What this task involves: Each line below needs to be duplicated without alteration.

== Dataset

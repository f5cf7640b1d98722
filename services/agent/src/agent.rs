//! The node agent: the top-level state machine.
//!
//! The agent is one actor. Everything that happens to it (protocol
//! traffic from the master and executors, master detection, isolator
//! completions and exits, timer expiries, completions from the
//! status-update manager, the recovery result) arrives in its mailbox
//! as an [`AgentEvent`] and is handled one at a time. Handlers that
//! start asynchronous work (an isolator launch, a GC unschedule, the
//! disk probe) hand their continuation back to the mailbox and
//! re-validate the records they touch when it arrives, so a record torn
//! down in the meantime turns the continuation into a no-op.
//!
//! ## States
//!
//! ```text
//! RECOVERING ──▶ DISCONNECTED ──▶ RUNNING ──▶ TERMINATING
//!                     ▲              │
//!                     └──────────────┘  (master loss / failover)
//! ```

use std::collections::{BTreeMap, HashMap, VecDeque};
use std::sync::Arc;

use async_trait::async_trait;
use tokio::sync::oneshot;
use tracing::{debug, error, info, warn};

use skiff_id::{FrameworkId, RunId, SlaveId, TaskId, UpdateId};
use skiff_messages::{
    CommandInfo, Endpoint, Envelope, ExecutorInfo, FrameworkInfo, Message, MessageBus, SlaveInfo,
    StatusUpdate, Task, TaskInfo, TaskState,
};
use skiff_resources::Resources;

use crate::actors::{Actor, ActorContext, ActorError, ActorHandle, BackoffPolicy};
use crate::checkpoint::{self, Record};
use crate::config::{Flags, RecoveryMode, MAX_COMPLETED_FRAMEWORKS};
use crate::executor::{synthesised_status, ExecutorRecord, ExecutorState};
use crate::framework::{FrameworkRecord, FrameworkState};
use crate::gc::GcHandle;
use crate::isolator::{ContainerId, Isolator};
use crate::monitor::MonitorHandle;
use crate::paths;
use crate::state::{self, FrameworkRunState, SlaveState};
use crate::status_update::UpdateManagerMessage;

/// The well-known endpoint name the agent registers on the bus.
pub const SLAVE_ENDPOINT: &str = "slave";

#[derive(Debug, Clone, Copy, PartialEq, Eq)]
pub enum AgentState {
    /// Replaying checkpoints and reconciling with executors.
    Recovering,
    /// Not connected to a master.
    Disconnected,
    /// (Re-)registered with the master.
    Running,
    /// Shutting down.
    Terminating,
}

/// Message and task counters, surfaced through [`AgentSnapshot`].
#[derive(Debug, Clone, Default)]
pub struct Stats {
    pub tasks: BTreeMap<TaskState, u64>,
    pub valid_status_updates: u64,
    pub invalid_status_updates: u64,
    pub valid_framework_messages: u64,
    pub invalid_framework_messages: u64,
}

/// Everything that can happen to the agent.
#[derive(Debug)]
pub enum AgentEvent {
    /// Protocol traffic from the bus.
    Protocol(Envelope),

    /// The master detector announced (or withdrew) a master.
    MasterChanged(Option<Endpoint>),

    /// Reliable-registration retry timer.
    RegistrationTick { epoch: u64 },

    /// GC unscheduling for a task's executor directories finished.
    RunTaskReady {
        framework_id: FrameworkId,
        task: TaskInfo,
        executor_info: ExecutorInfo,
    },

    /// The isolator finished (or failed) launching an executor.
    ExecutorLaunched {
        container: ContainerId,
        result: Result<u32, String>,
    },

    /// An executor process went away.
    ExecutorTerminated {
        container: ContainerId,
        status: i32,
        destroyed: bool,
        message: String,
    },

    /// A launched executor failed to register in time.
    RegistrationTimeout { container: ContainerId },

    /// Phase two of the executor shutdown: force destroy.
    ShutdownTimeout { container: ContainerId },

    /// Recovered executors that have not re-registered are torn down.
    ReregisterTimeout,

    /// Disk-pressure probe timer.
    CheckDiskUsage,

    /// Disk-pressure probe result.
    DiskUsage { result: Result<f64, String> },

    /// The status-update manager finished handling an update.
    UpdateHandled {
        update: StatusUpdate,
        source: Option<Endpoint>,
        result: Result<(), String>,
    },

    /// The status-update manager processed an acknowledgement;
    /// `Ok(true)` means the stream is complete.
    AckHandled {
        framework_id: FrameworkId,
        task_id: TaskId,
        update_id: UpdateId,
        result: Result<bool, String>,
    },

    /// The checkpoint read finished.
    RecoveryComplete {
        result: Result<Option<Box<SlaveState>>, String>,
    },

    /// Clean shutdown request.
    Shutdown,

    /// Introspection for tests and the state endpoint.
    Inspect { reply: oneshot::Sender<AgentSnapshot> },
}

// -----------------------------------------------------------------------------
// Snapshots
// -----------------------------------------------------------------------------

#[derive(Debug, Clone)]
pub struct ExecutorSnapshot {
    pub id: skiff_id::ExecutorId,
    pub run_id: RunId,
    pub state: ExecutorState,
    pub resources: Resources,
    pub queued: Vec<TaskId>,
    pub launched: Vec<TaskId>,
    pub terminated: Vec<TaskId>,
    pub completed: Vec<TaskId>,
}

#[derive(Debug, Clone)]
pub struct FrameworkSnapshot {
    pub id: FrameworkId,
    pub state: FrameworkState,
    pub executors: Vec<ExecutorSnapshot>,
    pub completed_executors: usize,
}

#[derive(Debug, Clone)]
pub struct AgentSnapshot {
    pub state: AgentState,
    pub slave_id: Option<SlaveId>,
    pub master: Option<Endpoint>,
    pub stats: Stats,
    pub frameworks: Vec<FrameworkSnapshot>,
    pub completed_frameworks: usize,
}

// -----------------------------------------------------------------------------
// The agent
// -----------------------------------------------------------------------------

pub struct Agent {
    flags: Flags,
    state: AgentState,
    info: SlaveInfo,
    slave_id: Option<SlaveId>,
    master: Option<Endpoint>,
    frameworks: HashMap<FrameworkId, FrameworkRecord>,
    completed_frameworks: VecDeque<FrameworkRecord>,
    stats: Stats,
    bus: MessageBus,
    endpoint: Endpoint,
    isolator: Arc<dyn Isolator>,
    gc: GcHandle,
    monitor: MonitorHandle,
    updates: ActorHandle<UpdateManagerMessage>,
    registration_backoff: BackoffPolicy,
    registration_epoch: u64,
    registration_attempt: u32,
    exit_tx: Option<oneshot::Sender<Result<(), String>>>,
    stop_requested: bool,
}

====

Exercise result:
repository f5cf7640b1d98722
filename services/agent/src/agent.rs
//! The node agent: the top-level state machine.
//!
//! The agent is one actor. Everything that happens to it (protocol
//! traffic from the master and executors, master detection, isolator
//! completions and exits, timer expiries, completions from the
//! status-update manager, the recovery result) arrives in its mailbox
//! as an [`AgentEvent`] and is handled one at a time. Handlers that
//! start asynchronous work (an isolator launch, a GC unschedule, the
//! disk probe) hand their continuation back to the mailbox and
//! re-validate the records they touch when it arrives, so a record torn
//! down in the meantime turns the continuation into a no-op.
//!
//! ## States
//!
//! ```text
//! RECOVERING ──▶ DISCONNECTED ──▶ RUNNING ──▶ TERMINATING
//!                     ▲              │
//!                     └──────────────┘  (master loss / failover)
//! ```

use std::collections::{BTreeMap, HashMap, VecDeque};
use std::sync::Arc;

use async_trait::async_trait;
use tokio::sync::oneshot;
use tracing::{debug, error, info, warn};

use skiff_id::{FrameworkId, RunId, SlaveId, TaskId, UpdateId};
use skiff_messages::{
    CommandInfo, Endpoint, Envelope, ExecutorInfo, FrameworkInfo, Message, MessageBus, SlaveInfo,
    StatusUpdate, Task, TaskInfo, TaskState,
};
use skiff_resources::Resources;

use crate::actors::{Actor, ActorContext, ActorError, ActorHandle, BackoffPolicy};
use crate::checkpoint::{self, Record};
use crate::config::{Flags, RecoveryMode, MAX_COMPLETED_FRAMEWORKS};
use crate::executor::{synthesised_status, ExecutorRecord, ExecutorState};
use crate::framework::{FrameworkRecord, FrameworkState};
use crate::gc::GcHandle;
use crate::isolator::{ContainerId, Isolator};
use crate::monitor::MonitorHandle;
use crate::paths;
use crate::state::{self, FrameworkRunState, SlaveState};
use crate::status_update::UpdateManagerMessage;

/// The well-known endpoint name the agent registers on the bus.
pub const SLAVE_ENDPOINT: &str = "slave";

#[derive(Debug, Clone, Copy, PartialEq, Eq)]
pub enum AgentState {
    /// Replaying checkpoints and reconciling with executors.
    Recovering,
    /// Not connected to a master.
    Disconnected,
    /// (Re-)registered with the master.
    Running,
    /// Shutting down.
    Terminating,
}

/// Message and task counters, surfaced through [`AgentSnapshot`].
#[derive(Debug, Clone, Default)]
pub struct Stats {
    pub tasks: BTreeMap<TaskState, u64>,
    pub valid_status_updates: u64,
    pub invalid_status_updates: u64,
    pub valid_framework_messages: u64,
    pub invalid_framework_messages: u64,
}

/// Everything that can happen to the agent.
#[derive(Debug)]
pub enum AgentEvent {
    /// Protocol traffic from the bus.
    Protocol(Envelope),

    /// The master detector announced (or withdrew) a master.
    MasterChanged(Option<Endpoint>),

    /// Reliable-registration retry timer.
    RegistrationTick { epoch: u64 },

    /// GC unscheduling for a task's executor directories finished.
    RunTaskReady {
        framework_id: FrameworkId,
        task: TaskInfo,
        executor_info: ExecutorInfo,
    },

    /// The isolator finished (or failed) launching an executor.
    ExecutorLaunched {
        container: ContainerId,
        result: Result<u32, String>,
    },

    /// An executor process went away.
    ExecutorTerminated {
        container: ContainerId,
        status: i32,
        destroyed: bool,
        message: String,
    },

    /// A launched executor failed to register in time.
    RegistrationTimeout { container: ContainerId },

    /// Phase two of the executor shutdown: force destroy.
    ShutdownTimeout { container: ContainerId },

    /// Recovered executors that have not re-registered are torn down.
    ReregisterTimeout,

    /// Disk-pressure probe timer.
    CheckDiskUsage,

    /// Disk-pressure probe result.
    DiskUsage { result: Result<f64, String> },

    /// The status-update manager finished handling an update.
    UpdateHandled {
        update: StatusUpdate,
        source: Option<Endpoint>,
        result: Result<(), String>,
    },

    /// The status-update manager processed an acknowledgement;
    /// `Ok(true)` means the stream is complete.
    AckHandled {
        framework_id: FrameworkId,
        task_id: TaskId,
        update_id: UpdateId,
        result: Result<bool, String>,
    },

    /// The checkpoint read finished.
    RecoveryComplete {
        result: Result<Option<Box<SlaveState>>, String>,
    },

    /// Clean shutdown request.
    Shutdown,

    /// Introspection for tests and the state endpoint.
    Inspect { reply: oneshot::Sender<AgentSnapshot> },
}

// -----------------------------------------------------------------------------
// Snapshots
// -----------------------------------------------------------------------------

#[derive(Debug, Clone)]
pub struct ExecutorSnapshot {
    pub id: skiff_id::ExecutorId,
    pub run_id: RunId,
    pub state: ExecutorState,
    pub resources: Resources,
    pub queued: Vec<TaskId>,
    pub launched: Vec<TaskId>,
    pub terminated: Vec<TaskId>,
    pub completed: Vec<TaskId>,
}

#[derive(Debug, Clone)]
pub struct FrameworkSnapshot {
    pub id: FrameworkId,
    pub state: FrameworkState,
    pub executors: Vec<ExecutorSnapshot>,
    pub completed_executors: usize,
}

#[derive(Debug, Clone)]
pub struct AgentSnapshot {
    pub state: AgentState,
    pub slave_id: Option<SlaveId>,
    pub master: Option<Endpoint>,
    pub stats: Stats,
    pub frameworks: Vec<FrameworkSnapshot>,
    pub completed_frameworks: usize,
}

// -----------------------------------------------------------------------------
// The agent
// -----------------------------------------------------------------------------

pub struct Agent {
    flags: Flags,
    state: AgentState,
    info: SlaveInfo,
    slave_id: Option<SlaveId>,
    master: Option<Endpoint>,
    frameworks: HashMap<FrameworkId, FrameworkRecord>,
    completed_frameworks: VecDeque<FrameworkRecord>,
    stats: Stats,
    bus: MessageBus,
    endpoint: Endpoint,
    isolator: Arc<dyn Isolator>,
    gc: GcHandle,
    monitor: MonitorHandle,
    updates: ActorHandle<UpdateManagerMessage>,
    registration_backoff: BackoffPolicy,
    registration_epoch: u64,
    registration_attempt: u32,
    exit_tx: Option<oneshot::Sender<Result<(), String>>>,
    stop_requested: bool,
}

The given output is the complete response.